So my partner obsessively googled and texted.


The next best options where all out of Newark, which conveniently is a destination her airline frequents. Lots of available connecting flights to Hong Kong there.


Alas, not a lot of space to get from Toronto *to* Newark.


So back to researching.


We finally decided to fly United to San Francisco, and try our luck with a connecting flight departing 45 minutes later to Hong Kong. If we were successful in getting on both flights, it would mean 22 hours of flying through multiple time zones over the subsequent 24 hours, but it looked like our best option, meaning that we were more likely to be doing 22 hours of flying than 40+ hours of sitting around an airport! The loads for the first leg were looking VERY good, and the second leg (assuming we could make it from one plane to the next in time) seemed to have just enough seats for us, based on the latest intel from an airline colleague.


With some free pens and chocolate, and a little sweet talking to the United CSRs in YYZ, we landed ourselves some adjacent seats on the first flight, and spent the next 6 hours strategizing (with support from an eager flight attendant) how we would manage our assorted carry-on luggage for the run from one terminal to the next, in order to attempt our luck with the connecting flight. It was an uncomfortable 6 hours, but the adrenaline from our first foray into international standby travel was flowing, and so the pain that lay ahead did not really sink in until much later.


The standby gods were smiling on us as we raced from one terminal to the next in San Francisco, arriving just in time to board the connecting flight to Hong Kong — we’d all three of us successfully obtained seats on this flight, too.


Middle seats.


And the flight that lay ahead was 16 hours. The longest I’d ever been on a plane in one stretch.


As I squeezed into my allotted 18 square inches, the burden of long haul travel sunk in. I had not slept more than about 20 minutes on the preceding flight, largely because my sweet but largish teenager kept leaning against me in his own pursuit of the elusive unconscious. And now I was squeezed in between two strangers, both of whom seemed to have little concept of physical boundaries, as I soon discovered. Encroaching elbows, arms and legs turned from mildly annoying in the first several hours to claustrophobia-inducing through the middle third of the flight.

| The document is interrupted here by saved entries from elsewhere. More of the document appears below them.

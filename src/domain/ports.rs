use crate::domain::model::{DeveloperSummary, Location, PageResult, Profession, Skill};
use crate::utils::error::Result;
use async_trait::async_trait;
use std::time::Duration;

/// 搜尋端點：`GET /api/users/search`
#[async_trait]
pub trait SearchApi: Send + Sync {
    async fn search_users(&self, params: &[(String, String)]) -> Result<PageResult>;
}

/// 技能、職業、地點等參考資料
#[async_trait]
pub trait ReferenceApi: Send + Sync {
    async fn skills(&self) -> Result<Vec<Skill>>;
    async fn professions(&self) -> Result<Vec<Profession>>;
    async fn locations(&self) -> Result<Vec<Location>>;
}

/// 外部認證服務，只用來判斷 session 是否就緒
#[async_trait]
pub trait AccountApi: Send + Sync {
    async fn csrf_token(&self) -> Result<Option<String>>;
    async fn current_user(&self) -> Result<DeveloperSummary>;
}

/// 網址列：同時是初始狀態的來源與目前篩選條件的輸出
pub trait AddressBar: Send + Sync {
    fn current_query(&self) -> String;
    /// 取代目前的查詢字串，不新增瀏覽歷史
    fn replace_query(&self, query: &str);
    fn push_query(&self, query: &str);
}

pub trait ConfigProvider: Send + Sync {
    fn api_base_url(&self) -> &str;
    fn request_timeout(&self) -> Option<Duration>;
    fn debounce(&self) -> Duration;
    fn skill_label_limit(&self) -> usize;
}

After sobbing through “The Art of Riding in the Rain” (I digress, but you gotta see this movie! So sweet!! I’d read the book some years back, and they did a really nice job with the film version) and attempting for a few hours to sleep upright in my narrower-than-I-remember economy class seat, and failing to do so, despite my comfy memory foam pillow, eye patch and noise canceling headphones, I decided to go for a walk and find my partner.


I soon found her, luxuriously stretched out and fast asleep, in the middle of aisle 40, a few rows back on the other side of the plane.

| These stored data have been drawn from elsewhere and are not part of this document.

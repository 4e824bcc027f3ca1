#[cfg(feature = "cli")]
pub mod cli;
pub mod toml_config;

#[cfg(feature = "cli")]
pub use cli::{CliConfig, Command, OutputFormat, SearchArgs};
pub use toml_config::TomlConfig;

Granted, hers was also a middle seat. But whereas I was sentenced to 16 hours between two man-spreaders in a standard, narrow row of squishy seats in in inadequate armrests, my skinny little girlfriend who can sleep in any position anyway had been assigned to an exit row, the one right next to the lavs, so that she had BAGS of room. Moreover, her seat was ensconced on either side with a solid half wall that firmly delineated her space from that of her neighbours’, hence protecting her from wandering lower limbs.

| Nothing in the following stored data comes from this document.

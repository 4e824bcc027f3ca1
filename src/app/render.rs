use crate::core::filter_state::FilterState;
use crate::core::pagination::PaginationControls;
use crate::domain::model::{DeveloperSummary, LookupTables, PageResult};
use crate::utils::error::Result;
use serde::Serialize;
use std::io::Write;

#[cfg(feature = "cli")]
use crate::config::cli::OutputFormat;

pub const CSV_HEADERS: [&str; 8] = [
    "id",
    "name",
    "username",
    "profession",
    "location",
    "status",
    "skills",
    "tagline",
];

/// 一頁結果加上顯示時需要的上下文
#[derive(Debug, Clone, Serialize)]
pub struct ResultView<'a> {
    pub query: String,
    pub filters: Vec<String>,
    pub result: &'a PageResult,
    pub pagination: Option<PaginationControls>,
}

impl<'a> ResultView<'a> {
    pub fn new(filter: &FilterState, lookups: &LookupTables, result: &'a PageResult) -> Self {
        Self {
            query: filter.to_query_string(),
            filters: describe_filters(filter, lookups),
            result,
            pagination: PaginationControls::for_result(result),
        }
    }
}

/// 目前生效的篩選條件，id 以查詢表換成可讀名稱
pub fn describe_filters(filter: &FilterState, lookups: &LookupTables) -> Vec<String> {
    let mut chips = Vec::new();

    if !filter.free_text().is_empty() {
        chips.push(format!("search: {}", filter.free_text()));
    }
    for id in filter.skill_ids() {
        chips.push(format!("skill: {}", lookups.skill_label(id).unwrap_or(id)));
    }
    if let Some(id) = filter.profession_id() {
        chips.push(format!(
            "profession: {}",
            lookups.profession_label(id).unwrap_or(id)
        ));
    }
    if let Some(id) = filter.location_id() {
        let label = lookups.location_label(id).unwrap_or_else(|| id.to_string());
        chips.push(format!("location: {}", label));
    }
    if let Some(city) = filter.city() {
        chips.push(format!("city: {}", city));
    }
    if let Some(country) = filter.country() {
        chips.push(format!("country: {}", country));
    }
    chips
}

/// `‹ 1 [2] 3 4 5 ›`，停用的方向鍵以 `·` 表示
pub fn render_window(controls: &PaginationControls) -> String {
    let previous = if controls.previous.is_some() { "‹" } else { "·" };
    let next = if controls.next.is_some() { "›" } else { "·" };
    let pages = controls
        .pages
        .iter()
        .map(|page| {
            if *page == controls.current_page {
                format!("[{}]", page)
            } else {
                page.to_string()
            }
        })
        .collect::<Vec<_>>()
        .join(" ");

    format!("{} {} {}", previous, pages, next)
}

fn csv_record(developer: &DeveloperSummary, skill_limit: usize) -> [String; 8] {
    [
        developer.id.to_string(),
        developer.full_name(),
        developer.username.clone(),
        developer.profession_label().unwrap_or_default().to_string(),
        developer.location_label().unwrap_or_default(),
        developer
            .status()
            .map(|s| s.label().to_string())
            .unwrap_or_default(),
        developer.skill_labels(skill_limit).join(";"),
        developer.tagline().unwrap_or_default().to_string(),
    ]
}

pub fn write_table<W: Write>(out: &mut W, view: &ResultView<'_>, skill_limit: usize) -> Result<()> {
    if !view.filters.is_empty() {
        writeln!(out, "Filters: {}", view.filters.join(" | "))?;
    }

    if view.result.items.is_empty() {
        writeln!(out, "No developers found.")?;
    }
    for developer in &view.result.items {
        write!(out, "#{:<6} {} (@{})", developer.id, developer.full_name(), developer.username)?;
        if let Some(status) = developer.status() {
            write!(out, " [{}]", status.label())?;
        }
        writeln!(out)?;

        let details: Vec<String> = [
            developer.profession_label().map(str::to_string),
            developer.location_label(),
        ]
        .into_iter()
        .flatten()
        .collect();
        if !details.is_empty() {
            writeln!(out, "        {}", details.join(" · "))?;
        }
        let skills = developer.skill_labels(skill_limit);
        if !skills.is_empty() {
            writeln!(out, "        skills: {}", skills.join(", "))?;
        }
    }

    if let Some((first, last)) = view.result.showing_range() {
        writeln!(out, "Showing {} to {} of {} results", first, last, view.result.total)?;
    }
    if let Some(controls) = &view.pagination {
        writeln!(out, "{}", render_window(controls))?;
    }
    if !view.query.is_empty() {
        writeln!(out, "Share: ?{}", view.query)?;
    }
    Ok(())
}

pub fn write_csv<W: Write>(out: W, result: &PageResult, skill_limit: usize) -> Result<()> {
    let mut writer = csv::Writer::from_writer(out);
    writer.write_record(CSV_HEADERS)?;
    for developer in &result.items {
        writer.write_record(csv_record(developer, skill_limit))?;
    }
    writer.flush()?;
    Ok(())
}

pub fn write_json<W: Write, T: Serialize + ?Sized>(mut out: W, value: &T) -> Result<()> {
    serde_json::to_writer_pretty(&mut out, value)?;
    writeln!(out)?;
    Ok(())
}

#[cfg(feature = "cli")]
pub fn render_results<W: Write>(
    out: &mut W,
    view: &ResultView<'_>,
    format: OutputFormat,
    skill_limit: usize,
) -> Result<()> {
    match format {
        OutputFormat::Table => write_table(out, view, skill_limit),
        OutputFormat::Json => write_json(out, view),
        OutputFormat::Csv => write_csv(out, view.result, skill_limit),
    }
}

#[cfg(feature = "cli")]
pub fn render_lookups<W: Write>(out: &mut W, lookups: &LookupTables, format: OutputFormat) -> Result<()> {
    match format {
        OutputFormat::Json => write_json(out, lookups),
        OutputFormat::Csv => {
            let mut writer = csv::Writer::from_writer(out);
            writer.write_record(["kind", "id", "label"])?;
            for skill in &lookups.skills {
                writer.write_record(["skill", skill.id.to_string().as_str(), skill.skill.as_str()])?;
            }
            for profession in &lookups.professions {
                writer.write_record([
                    "profession",
                    profession.id.to_string().as_str(),
                    profession.profession.as_str(),
                ])?;
            }
            for location in &lookups.locations {
                writer.write_record([
                    "location",
                    location.id.to_string().as_str(),
                    location.label().as_str(),
                ])?;
            }
            writer.flush()?;
            Ok(())
        }
        OutputFormat::Table => {
            writeln!(out, "Skills ({})", lookups.skills.len())?;
            for skill in &lookups.skills {
                writeln!(out, "  {:>4}  {}", skill.id, skill.skill)?;
            }
            writeln!(out, "Professions ({})", lookups.professions.len())?;
            for profession in &lookups.professions {
                writeln!(out, "  {:>4}  {}", profession.id, profession.profession)?;
            }
            writeln!(out, "Locations ({})", lookups.locations.len())?;
            for location in &lookups.locations {
                writeln!(out, "  {:>4}  {}", location.id, location.label())?;
            }
            Ok(())
        }
    }
}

I considered waking her up and demanding a seat exchange for the remainder of the flight, but I figured it was better for one of us to get a decent night’s sleep than for neither of us to. (My motives were partly selfish: I knew that she would be better equipped to deal with my inevitable meltdown at some point later in the journey if she had slept a while at least.)


So instead I rummaged through her bag for a cheese sandwich I knew she had packed for me earlier, left her a hastily-scribbled note begging her to come find me when she woke up, and ventured to the back of the cabin, where one of the flight attendants indulged with me a cup of hot tea and surprised me with the fact that she was in her 53rd year of working as an FA with United!!! I was very impressed, and stayed a while to shoot the breeze with her and her colleagues, learning a little more about the secret lives of cabin crew on long haul flights such as these. She was gorgeous, by the way. Bright eyes, beautiful white hair and an engaging smile. I can only imagine the adventures she’s had over the years.


My tea and chat finished, I returned to my partner’s row to see if she might be awake now, so that I could have some reprieve from my cramped quarters for a while. Alas, she was slumped forward in her seat, legs splayed out in front of her, with her hood drawn low over hear eyes to block out the light. And still asleep. Blast it!


So I decided to make a quick pit stop on the way back to the man spreaders.


But there is no “quick” on an aircraft of this size. Despite having three lavs right there in the immediate vicinity, all three were occupied, and remained so for the next ten minutes or so. What the temporary inhabitants where doing in there for that long, I don’t even want to imagine, but suffice it to say that by the time one of the tiny stalls finally became available, my bathroom visit of boredom had become one of necessity, and I actually had to pee!!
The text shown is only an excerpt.